Tensions emerged when the $787 billion economic stimulus plan passed a year ago sent aid to cities through states. Now, local government groups are asking Obama to find new formulas to put money directly in their hands.

In November, the last month for which city-wide data is available, 17 metropolitan areas had unemployment rates topping 15 percent, according to the Labor Department.

According to Global Insight, metropolitan areas account for 86 percent of U.S. employment and 90 percent of its economic output.

While cities such as the manufacturing centers in the Midwest will soldier on with steep jobless rates for the next half-decade, many areas will see their rates fall below 5 percent.

The mid-Atlantic region, which includes the nation’s capital of Washington, D.C., will likely have an unemployment rate of 4.3 percent by the end of 2013, according to the report. Boulder, Colorado, will have a slightly higher rate of 4.7 percent, followed by Honolulu, Hawaii at 5 percent.

The report also analyzed real gross metro product growth and found cities are still smarting from the national recession that began in 2007.

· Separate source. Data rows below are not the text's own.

use ndarray::{Array3, Zip};
use tracing::{debug, warn};
use phantom::{FrameState, Phantom};
use sim_conf::scenario::{EventConfig, HrfModel};
use sim_conf::sim_conf::SimConfig;
use crate::handler::{Handler, HandlerError, TimeCourse, TimePoint};
use crate::hrf::hrf_kernel;

/// time step of the regressor, seconds
const REGRESSOR_DT:f64 = 0.05;

/// on/off paradigm clipped to the simulation time
#[derive(Clone,Debug,PartialEq)]
pub struct BlockDesign {
    pub block_on:f64,
    pub block_off:f64,
    pub offset:f64,
    /// duration after clipping
    pub duration:f64,
}

impl BlockDesign {

    pub fn new(block_on:f64,block_off:f64,duration:f64,offset:f64,max_sim_time:f64) -> Self {
        let available = (max_sim_time - offset).max(0.0);
        if duration > available {
            warn!("block design of {} s starting at {} s is clipped to {} s",duration,offset,available);
        }
        Self {
            block_on,
            block_off,
            offset,
            duration:duration.min(available),
        }
    }

    pub fn period(&self) -> f64 {
        self.block_on + self.block_off
    }

    pub fn n_complete_cycles(&self) -> usize {
        (self.duration/self.period()).floor() as usize
    }

    pub fn has_partial_cycle(&self) -> bool {
        self.duration - self.n_complete_cycles() as f64 * self.period() > 0.0
    }

    /// one event per on block, the last one possibly shortened
    pub fn events(&self) -> Vec<EventConfig> {
        let end = self.offset + self.duration;
        let n_blocks = (self.duration/self.period()).ceil() as usize;
        (0..n_blocks).filter_map(|i| {
            let onset = self.offset + i as f64 * self.period();
            let stop = (onset + self.block_on).min(end);
            match stop > onset {
                true => Some(EventConfig{onset,duration:stop - onset,amplitude:1.0}),
                false => None
            }
        }).collect()
    }
}

/// Stimulus regressor sampled on a fine grid covering the simulation
#[derive(Clone,Debug)]
pub struct Regressor {
    dt:f64,
    values:Vec<f64>,
}

impl Regressor {

    pub fn new(events:&[EventConfig],hrf:HrfModel,max_sim_time:f64) -> Self {
        let dt = REGRESSOR_DT;
        let n = (max_sim_time/dt).ceil() as usize + 1;
        let mut boxcar = vec![0.0;n];
        for e in events {
            // events outside the simulation are dropped
            let first = (e.onset/dt).round() as usize;
            let last = (((e.onset + e.duration)/dt).round() as usize).min(n);
            for v in boxcar.iter_mut().take(last).skip(first) {
                *v += e.amplitude;
            }
        }
        let values = match hrf_kernel(hrf,dt) {
            None => boxcar,
            Some(kernel) => {
                let mut conv = vec![0.0;n];
                for (i,c) in conv.iter_mut().enumerate() {
                    *c = kernel.iter().enumerate().take(i + 1).map(|(j,k)| k * boxcar[i - j]).sum();
                }
                let peak = conv.iter().fold(0.0f64,|m,v| m.max(v.abs()));
                if peak > 0.0 {
                    conv.iter_mut().for_each(|v| *v /= peak);
                }
                conv
            }
        };
        Self {
            dt,
            values,
        }
    }

    pub fn dt(&self) -> f64 {
        self.dt
    }

    pub fn values(&self) -> &[f64] {
        &self.values
    }

    /// linear interpolation, 0 outside the simulation
    pub fn value(&self,t_s:f64) -> f64 {
        if t_s < 0.0 {
            return 0.0;
        }
        let x = t_s/self.dt;
        let i = x.floor() as usize;
        match (self.values.get(i),self.values.get(i + 1)) {
            (Some(a),Some(b)) => a + (b - a)*(x - i as f64),
            (Some(a),None) => *a,
            _ => 0.0
        }
    }
}

/// Changes R2* inside the roi following the stimulus regressor
#[derive(Clone,Debug)]
pub struct ActivationHandler {
    name:String,
    roi:Array3<bool>,
    events:Vec<EventConfig>,
    regressor:Regressor,
    /// 1/ms
    delta_r2s:f32,
}

impl ActivationHandler {

    /// delta_r2s in 1/s
    pub fn new(name:&str,events:&[EventConfig],delta_r2s:f64,hrf:HrfModel,phantom:&Phantom,sim:&SimConfig) -> Result<Self,HandlerError> {
        let roi = phantom.roi_mask();
        if !roi.iter().any(|r| *r) {
            return Err(HandlerError::EmptyRoi(phantom.roi_tissue.clone()));
        }
        debug!("{} with {} events on {} roi voxels",name,events.len(),phantom.n_roi_voxels());
        Ok(Self {
            name:name.to_string(),
            roi,
            events:events.to_vec(),
            regressor:Regressor::new(events,hrf,sim.max_sim_time),
            delta_r2s:(delta_r2s/1000.0) as f32,
        })
    }

    pub fn regressor(&self) -> &Regressor {
        &self.regressor
    }
}

impl Handler for ActivationHandler {

    fn name(&self) -> &str {
        &self.name
    }

    fn apply(&self,state:&mut FrameState,t:TimePoint) -> Result<(),HandlerError> {
        let found = state.dims();
        if found != self.roi.shape() {
            let s = self.roi.shape();
            return Err(HandlerError::ShapeMismatch{found,expected:[s[0],s[1],s[2]]});
        }
        let shift = self.delta_r2s * self.regressor.value(t.t_s) as f32;
        if shift == 0.0 {
            return Ok(());
        }
        Zip::from(&mut state.r2s).and(&self.roi).for_each(|r2s,roi| {
            if *roi {
                *r2s = (*r2s + shift).max(0.0);
            }
        });
        Ok(())
    }

    fn time_course(&self) -> Option<TimeCourse> {
        Some(TimeCourse {
            dt_s:self.regressor.dt(),
            values:self.regressor.values().to_vec(),
            events:self.events.clone(),
        })
    }
}
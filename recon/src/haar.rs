use std::f32::consts::FRAC_1_SQRT_2;
use ndarray::{s, Array3, Axis};
use num_complex::Complex32;

/// decomposition depth of the wavelet transform
pub const MAX_LEVELS:usize = 3;

fn splits(n:usize) -> bool {
    n >= 2 && n % 2 == 0
}

/// extent of the low-pass block entering each level
fn level_sizes(dims:[usize;3]) -> Vec<[usize;3]> {
    let mut sizes = vec![];
    let mut cur = dims;
    for _ in 0..MAX_LEVELS {
        if !cur.iter().any(|&n| splits(n)) {
            break;
        }
        sizes.push(cur);
        cur = cur.map(|n| match splits(n) { true => n/2, false => n });
    }
    sizes
}

fn lanes(vol:&mut Array3<Complex32>,size:[usize;3],axis:usize,inverse:bool) {
    let n = size[axis];
    let h = n/2;
    let mut block = vol.slice_mut(s![..size[0],..size[1],..size[2]]);
    let mut buf = vec![Complex32::new(0.0,0.0);n];
    for mut lane in block.lanes_mut(Axis(axis)) {
        match inverse {
            false => for i in 0..h {
                buf[i] = (lane[2*i] + lane[2*i+1]) * FRAC_1_SQRT_2;
                buf[h+i] = (lane[2*i] - lane[2*i+1]) * FRAC_1_SQRT_2;
            }
            true => for i in 0..h {
                buf[2*i] = (lane[i] + lane[h+i]) * FRAC_1_SQRT_2;
                buf[2*i+1] = (lane[i] - lane[h+i]) * FRAC_1_SQRT_2;
            }
        }
        lane.iter_mut().zip(buf.iter()).for_each(|(l,b)| *l = *b);
    }
}

/// Orthonormal multi-level haar transform. At each level every axis of even length is split into
/// averages followed by details, and the next level works on the averages only. Odd axes are
/// left alone.
pub fn haar3(vol:&Array3<Complex32>) -> Array3<Complex32> {
    let mut out = vol.clone();
    let dims = [vol.shape()[0],vol.shape()[1],vol.shape()[2]];
    for size in level_sizes(dims) {
        for axis in 0..3 {
            if splits(size[axis]) {
                lanes(&mut out,size,axis,false);
            }
        }
    }
    out
}

pub fn ihaar3(coeffs:&Array3<Complex32>) -> Array3<Complex32> {
    let mut out = coeffs.clone();
    let dims = [coeffs.shape()[0],coeffs.shape()[1],coeffs.shape()[2]];
    for size in level_sizes(dims).into_iter().rev() {
        for axis in (0..3).rev() {
            if splits(size[axis]) {
                lanes(&mut out,size,axis,true);
            }
        }
    }
    out
}

#[cfg(test)]
mod tests {
    use super::*;
    use utils::norm_sqr;

    fn test_vol(dims:(usize,usize,usize)) -> Array3<Complex32> {
        Array3::from_shape_fn(dims,|(x,y,z)| Complex32::new(((x*7 + y*3 + z) % 5) as f32,(x as f32 - y as f32) * 0.5))
    }

    #[test]
    fn transform_keeps_the_norm() {
        let v = test_vol((8,6,5));
        let c = haar3(&v);
        assert!((norm_sqr(&v) - norm_sqr(&c)).abs() < 1e-3 * norm_sqr(&v));
    }

    #[test]
    fn inverse_recovers_the_volume() {
        let v = test_vol((8,12,4));
        let r = ihaar3(&haar3(&v));
        v.iter().zip(r.iter()).for_each(|(a,b)| assert!((a - b).norm() < 1e-4));
    }

    #[test]
    fn constant_volume_has_one_coefficient() {
        let v = Array3::from_elem((8,8,4),Complex32::new(2.0,0.0));
        let c = haar3(&v);
        assert_eq!(c.iter().filter(|x| x.norm() > 1e-4).count(),1);
        assert!((c[[0,0,0]].norm() - 2.0 * 256f32.sqrt()).abs() < 1e-3);
    }

    #[test]
    fn odd_axes_are_not_transformed() {
        let v = test_vol((1,1,3));
        assert_eq!(haar3(&v),v);
    }
}
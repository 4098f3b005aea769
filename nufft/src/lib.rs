pub mod nufft;
pub mod smaps;

pub use nufft::{build_operator, FftBackend, NufftError, NufftOperator, Nudft};
pub use smaps::{coil_combine, coil_image, smaps};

Baton Rouge had the largest economic expansion in 2009, but it was a slim 0.8 percent. Only eight metropolitan areas experienced any growth last year.

Global Insight projects the U.S. government’s stimulus plan added about 0.8 of a percentage point to 2009 national gross domestic product growth and will add 1.3 percentage points to 2010 growth.

Still, it said, there is no strong correlation between where the money is spent and where it is needed. It found Las Vegas contributes 75.1 percent of Nevada’s gross state product, but only gets 30.9 percent of the state’s stimulus funding.